◆ Task item:
Beginning with the line that holds "filename src/transport.rs" in the data below, give again every line through the one that holds "and gets the", exactly as written.
══ Extracted records
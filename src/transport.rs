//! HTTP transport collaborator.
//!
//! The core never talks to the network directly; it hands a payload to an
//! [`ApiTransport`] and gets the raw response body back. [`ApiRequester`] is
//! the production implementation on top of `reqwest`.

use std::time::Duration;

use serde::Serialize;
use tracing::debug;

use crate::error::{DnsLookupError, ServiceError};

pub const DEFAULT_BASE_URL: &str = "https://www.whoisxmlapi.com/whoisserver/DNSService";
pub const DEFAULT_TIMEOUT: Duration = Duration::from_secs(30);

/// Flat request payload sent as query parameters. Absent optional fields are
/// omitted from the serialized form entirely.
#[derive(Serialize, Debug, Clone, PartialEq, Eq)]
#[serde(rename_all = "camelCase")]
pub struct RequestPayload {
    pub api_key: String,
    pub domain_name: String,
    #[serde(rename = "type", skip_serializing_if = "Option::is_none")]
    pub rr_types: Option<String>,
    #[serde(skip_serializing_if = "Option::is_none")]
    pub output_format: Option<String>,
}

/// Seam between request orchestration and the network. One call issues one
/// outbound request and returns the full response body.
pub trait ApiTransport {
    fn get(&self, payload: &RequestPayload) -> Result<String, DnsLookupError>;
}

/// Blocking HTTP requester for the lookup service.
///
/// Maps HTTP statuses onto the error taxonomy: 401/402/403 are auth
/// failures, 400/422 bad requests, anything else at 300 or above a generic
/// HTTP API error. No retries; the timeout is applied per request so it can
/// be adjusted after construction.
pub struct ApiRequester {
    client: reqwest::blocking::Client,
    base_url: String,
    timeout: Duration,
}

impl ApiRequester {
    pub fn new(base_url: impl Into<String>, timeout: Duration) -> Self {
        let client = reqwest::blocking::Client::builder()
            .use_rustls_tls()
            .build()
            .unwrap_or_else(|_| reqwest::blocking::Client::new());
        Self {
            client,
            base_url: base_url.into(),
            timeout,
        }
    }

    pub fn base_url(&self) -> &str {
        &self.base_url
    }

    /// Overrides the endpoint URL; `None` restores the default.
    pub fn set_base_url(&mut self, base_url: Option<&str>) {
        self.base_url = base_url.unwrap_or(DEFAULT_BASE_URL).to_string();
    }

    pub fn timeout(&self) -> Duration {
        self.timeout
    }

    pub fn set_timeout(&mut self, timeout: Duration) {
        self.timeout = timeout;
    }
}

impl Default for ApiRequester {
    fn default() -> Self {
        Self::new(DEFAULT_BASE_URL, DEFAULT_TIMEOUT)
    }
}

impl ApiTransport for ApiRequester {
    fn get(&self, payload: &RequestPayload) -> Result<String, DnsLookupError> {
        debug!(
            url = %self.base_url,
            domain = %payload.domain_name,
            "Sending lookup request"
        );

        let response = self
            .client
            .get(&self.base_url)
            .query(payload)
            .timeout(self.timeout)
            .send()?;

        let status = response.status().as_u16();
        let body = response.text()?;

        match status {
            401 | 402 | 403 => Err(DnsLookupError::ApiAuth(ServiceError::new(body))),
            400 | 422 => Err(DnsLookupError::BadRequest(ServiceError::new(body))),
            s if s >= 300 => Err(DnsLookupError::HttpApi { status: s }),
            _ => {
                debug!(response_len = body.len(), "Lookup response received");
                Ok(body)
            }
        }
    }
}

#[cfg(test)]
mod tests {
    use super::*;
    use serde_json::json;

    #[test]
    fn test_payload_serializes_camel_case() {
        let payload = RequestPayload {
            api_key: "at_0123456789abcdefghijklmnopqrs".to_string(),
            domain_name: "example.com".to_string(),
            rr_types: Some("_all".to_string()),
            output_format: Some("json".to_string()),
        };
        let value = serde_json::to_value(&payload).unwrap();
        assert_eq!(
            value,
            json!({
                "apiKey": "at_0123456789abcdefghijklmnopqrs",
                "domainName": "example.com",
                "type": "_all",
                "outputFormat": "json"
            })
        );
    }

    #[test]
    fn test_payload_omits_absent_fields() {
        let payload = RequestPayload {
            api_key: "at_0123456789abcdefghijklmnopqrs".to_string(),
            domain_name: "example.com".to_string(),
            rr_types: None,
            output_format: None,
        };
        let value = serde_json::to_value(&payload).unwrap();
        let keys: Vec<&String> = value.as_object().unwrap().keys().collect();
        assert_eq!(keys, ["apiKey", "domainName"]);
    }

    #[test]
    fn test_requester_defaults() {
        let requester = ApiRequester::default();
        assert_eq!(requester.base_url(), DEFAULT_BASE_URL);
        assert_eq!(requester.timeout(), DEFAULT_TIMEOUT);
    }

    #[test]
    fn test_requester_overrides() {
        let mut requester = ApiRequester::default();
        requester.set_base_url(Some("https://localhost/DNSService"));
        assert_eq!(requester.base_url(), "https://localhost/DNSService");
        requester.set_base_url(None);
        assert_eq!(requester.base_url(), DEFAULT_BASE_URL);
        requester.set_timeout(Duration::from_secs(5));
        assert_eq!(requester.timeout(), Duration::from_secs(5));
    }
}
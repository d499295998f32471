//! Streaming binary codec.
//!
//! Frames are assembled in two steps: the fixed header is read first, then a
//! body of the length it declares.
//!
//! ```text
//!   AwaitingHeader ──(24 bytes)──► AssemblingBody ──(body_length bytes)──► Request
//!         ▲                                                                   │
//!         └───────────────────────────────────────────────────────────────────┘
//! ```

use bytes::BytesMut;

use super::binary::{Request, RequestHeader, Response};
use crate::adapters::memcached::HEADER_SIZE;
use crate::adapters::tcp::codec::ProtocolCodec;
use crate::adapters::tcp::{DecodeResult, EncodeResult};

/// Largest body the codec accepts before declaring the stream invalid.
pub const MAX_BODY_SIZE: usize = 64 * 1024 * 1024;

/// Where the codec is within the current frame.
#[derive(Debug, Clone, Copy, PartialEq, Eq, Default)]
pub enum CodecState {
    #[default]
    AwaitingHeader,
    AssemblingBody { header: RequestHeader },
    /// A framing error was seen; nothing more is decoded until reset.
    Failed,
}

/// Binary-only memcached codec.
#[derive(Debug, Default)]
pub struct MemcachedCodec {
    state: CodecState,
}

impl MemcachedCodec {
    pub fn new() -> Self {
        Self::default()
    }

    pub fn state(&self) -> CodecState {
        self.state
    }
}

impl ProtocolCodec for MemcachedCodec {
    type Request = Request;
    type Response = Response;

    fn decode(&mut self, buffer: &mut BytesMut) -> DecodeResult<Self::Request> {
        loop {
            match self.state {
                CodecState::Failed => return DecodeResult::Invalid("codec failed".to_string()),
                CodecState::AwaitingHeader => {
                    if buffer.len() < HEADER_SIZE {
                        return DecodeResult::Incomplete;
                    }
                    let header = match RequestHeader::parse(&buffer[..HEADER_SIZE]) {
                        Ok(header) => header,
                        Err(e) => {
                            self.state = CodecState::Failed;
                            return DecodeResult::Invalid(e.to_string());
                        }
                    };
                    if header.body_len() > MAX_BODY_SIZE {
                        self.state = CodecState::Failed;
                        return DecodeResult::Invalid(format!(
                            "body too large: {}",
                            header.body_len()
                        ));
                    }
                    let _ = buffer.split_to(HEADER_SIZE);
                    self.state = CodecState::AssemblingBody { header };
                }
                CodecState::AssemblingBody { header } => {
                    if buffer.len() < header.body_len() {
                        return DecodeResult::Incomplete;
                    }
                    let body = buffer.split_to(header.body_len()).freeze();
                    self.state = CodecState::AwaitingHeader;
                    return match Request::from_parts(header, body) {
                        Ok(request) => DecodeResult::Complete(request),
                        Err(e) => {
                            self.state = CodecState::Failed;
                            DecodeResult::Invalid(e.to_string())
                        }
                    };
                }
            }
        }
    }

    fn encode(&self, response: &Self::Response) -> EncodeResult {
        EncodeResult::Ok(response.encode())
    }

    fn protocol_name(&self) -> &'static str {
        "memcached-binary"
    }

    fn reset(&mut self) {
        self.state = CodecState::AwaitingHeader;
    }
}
════
══ Extracted records
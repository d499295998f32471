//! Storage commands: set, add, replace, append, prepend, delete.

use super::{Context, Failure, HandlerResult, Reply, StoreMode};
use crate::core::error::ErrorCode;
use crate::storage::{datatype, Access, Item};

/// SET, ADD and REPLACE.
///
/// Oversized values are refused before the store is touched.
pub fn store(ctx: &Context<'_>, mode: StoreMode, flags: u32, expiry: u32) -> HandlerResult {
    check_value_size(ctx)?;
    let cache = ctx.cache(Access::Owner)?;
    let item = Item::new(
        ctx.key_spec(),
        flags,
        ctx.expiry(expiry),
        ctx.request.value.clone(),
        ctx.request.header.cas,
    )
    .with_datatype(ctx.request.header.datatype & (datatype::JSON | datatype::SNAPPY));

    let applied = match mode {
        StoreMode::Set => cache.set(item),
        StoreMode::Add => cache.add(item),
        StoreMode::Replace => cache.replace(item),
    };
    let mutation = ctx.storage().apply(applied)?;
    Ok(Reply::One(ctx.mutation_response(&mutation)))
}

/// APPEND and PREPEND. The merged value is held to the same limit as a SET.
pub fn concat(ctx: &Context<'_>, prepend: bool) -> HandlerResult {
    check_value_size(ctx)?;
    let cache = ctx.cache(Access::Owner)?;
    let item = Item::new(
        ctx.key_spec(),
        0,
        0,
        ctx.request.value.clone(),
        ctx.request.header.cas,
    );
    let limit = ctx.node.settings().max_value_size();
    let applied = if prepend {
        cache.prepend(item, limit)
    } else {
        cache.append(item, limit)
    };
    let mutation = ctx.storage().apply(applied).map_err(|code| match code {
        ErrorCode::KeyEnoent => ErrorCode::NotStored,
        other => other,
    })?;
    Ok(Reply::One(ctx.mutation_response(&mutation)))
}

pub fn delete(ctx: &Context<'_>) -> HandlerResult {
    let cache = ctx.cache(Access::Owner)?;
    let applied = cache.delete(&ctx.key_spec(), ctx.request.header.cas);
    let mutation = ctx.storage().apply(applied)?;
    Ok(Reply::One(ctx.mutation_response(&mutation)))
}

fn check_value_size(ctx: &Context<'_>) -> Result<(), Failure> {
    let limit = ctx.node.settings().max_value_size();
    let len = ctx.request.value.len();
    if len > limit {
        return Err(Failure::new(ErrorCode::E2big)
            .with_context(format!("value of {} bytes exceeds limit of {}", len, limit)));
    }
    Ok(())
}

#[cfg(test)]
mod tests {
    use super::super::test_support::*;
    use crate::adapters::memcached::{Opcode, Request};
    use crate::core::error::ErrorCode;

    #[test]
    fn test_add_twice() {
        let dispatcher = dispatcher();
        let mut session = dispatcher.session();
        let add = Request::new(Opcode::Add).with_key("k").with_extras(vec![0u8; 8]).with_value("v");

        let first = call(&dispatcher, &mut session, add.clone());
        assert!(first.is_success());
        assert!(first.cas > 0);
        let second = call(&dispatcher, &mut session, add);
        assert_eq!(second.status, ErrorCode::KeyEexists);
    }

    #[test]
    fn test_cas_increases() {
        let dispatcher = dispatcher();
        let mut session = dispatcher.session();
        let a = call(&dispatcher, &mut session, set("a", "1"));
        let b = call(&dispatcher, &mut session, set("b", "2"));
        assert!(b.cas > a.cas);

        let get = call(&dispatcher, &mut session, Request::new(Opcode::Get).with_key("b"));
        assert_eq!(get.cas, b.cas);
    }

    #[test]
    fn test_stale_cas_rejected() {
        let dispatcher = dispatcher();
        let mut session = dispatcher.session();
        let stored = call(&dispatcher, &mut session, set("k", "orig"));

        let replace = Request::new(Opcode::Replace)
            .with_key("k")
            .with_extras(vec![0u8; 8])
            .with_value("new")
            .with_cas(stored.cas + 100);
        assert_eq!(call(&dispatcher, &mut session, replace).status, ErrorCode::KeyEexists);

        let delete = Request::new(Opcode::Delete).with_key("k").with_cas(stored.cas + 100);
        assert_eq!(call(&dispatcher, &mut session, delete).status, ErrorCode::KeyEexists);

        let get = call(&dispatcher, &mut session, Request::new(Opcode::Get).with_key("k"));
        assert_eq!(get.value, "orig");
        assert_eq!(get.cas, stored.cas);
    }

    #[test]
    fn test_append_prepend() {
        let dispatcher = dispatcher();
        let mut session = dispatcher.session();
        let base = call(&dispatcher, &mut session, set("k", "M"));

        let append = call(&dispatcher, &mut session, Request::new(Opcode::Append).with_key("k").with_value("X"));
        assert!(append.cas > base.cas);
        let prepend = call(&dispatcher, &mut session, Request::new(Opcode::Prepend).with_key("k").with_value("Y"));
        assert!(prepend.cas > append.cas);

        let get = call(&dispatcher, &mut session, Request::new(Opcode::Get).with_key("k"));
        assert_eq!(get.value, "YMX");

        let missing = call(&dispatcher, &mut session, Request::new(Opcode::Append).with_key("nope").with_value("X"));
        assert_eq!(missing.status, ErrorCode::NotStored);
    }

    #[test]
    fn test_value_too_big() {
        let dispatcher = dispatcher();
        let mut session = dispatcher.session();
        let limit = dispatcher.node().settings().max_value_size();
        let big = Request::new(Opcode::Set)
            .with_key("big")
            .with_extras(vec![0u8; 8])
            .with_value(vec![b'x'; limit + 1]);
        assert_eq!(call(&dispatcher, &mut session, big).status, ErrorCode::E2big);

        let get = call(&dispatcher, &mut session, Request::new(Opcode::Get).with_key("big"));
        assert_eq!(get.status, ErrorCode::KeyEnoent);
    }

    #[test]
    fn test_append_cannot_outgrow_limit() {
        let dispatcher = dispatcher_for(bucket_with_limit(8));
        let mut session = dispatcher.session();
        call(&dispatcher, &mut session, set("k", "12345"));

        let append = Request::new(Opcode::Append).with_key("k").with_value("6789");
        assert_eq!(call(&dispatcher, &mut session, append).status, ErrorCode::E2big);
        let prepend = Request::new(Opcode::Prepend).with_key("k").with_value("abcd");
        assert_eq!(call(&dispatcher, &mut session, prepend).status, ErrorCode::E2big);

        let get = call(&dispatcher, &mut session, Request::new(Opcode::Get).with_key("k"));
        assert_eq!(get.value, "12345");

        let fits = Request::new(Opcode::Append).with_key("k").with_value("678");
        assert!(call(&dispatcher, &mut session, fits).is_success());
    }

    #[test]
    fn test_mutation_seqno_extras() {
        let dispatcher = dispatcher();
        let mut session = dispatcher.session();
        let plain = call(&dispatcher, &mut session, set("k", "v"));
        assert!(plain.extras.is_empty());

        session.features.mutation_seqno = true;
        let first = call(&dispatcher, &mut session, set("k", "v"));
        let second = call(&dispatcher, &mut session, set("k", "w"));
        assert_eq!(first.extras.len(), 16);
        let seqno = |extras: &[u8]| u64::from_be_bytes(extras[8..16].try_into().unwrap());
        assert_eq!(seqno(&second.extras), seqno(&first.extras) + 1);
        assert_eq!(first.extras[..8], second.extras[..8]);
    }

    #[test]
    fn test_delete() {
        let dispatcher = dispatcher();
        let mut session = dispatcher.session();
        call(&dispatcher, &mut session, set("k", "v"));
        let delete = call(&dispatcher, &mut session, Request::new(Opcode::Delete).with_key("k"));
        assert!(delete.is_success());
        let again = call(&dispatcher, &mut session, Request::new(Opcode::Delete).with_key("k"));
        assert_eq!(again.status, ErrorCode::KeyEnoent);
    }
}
════
◆ Exercise output:
filename src/transport.rs
//! HTTP transport collaborator.
//!
//! The core never talks to the network directly; it hands a payload to an
//! [`ApiTransport`] and gets the raw response body back. [`ApiRequester`] is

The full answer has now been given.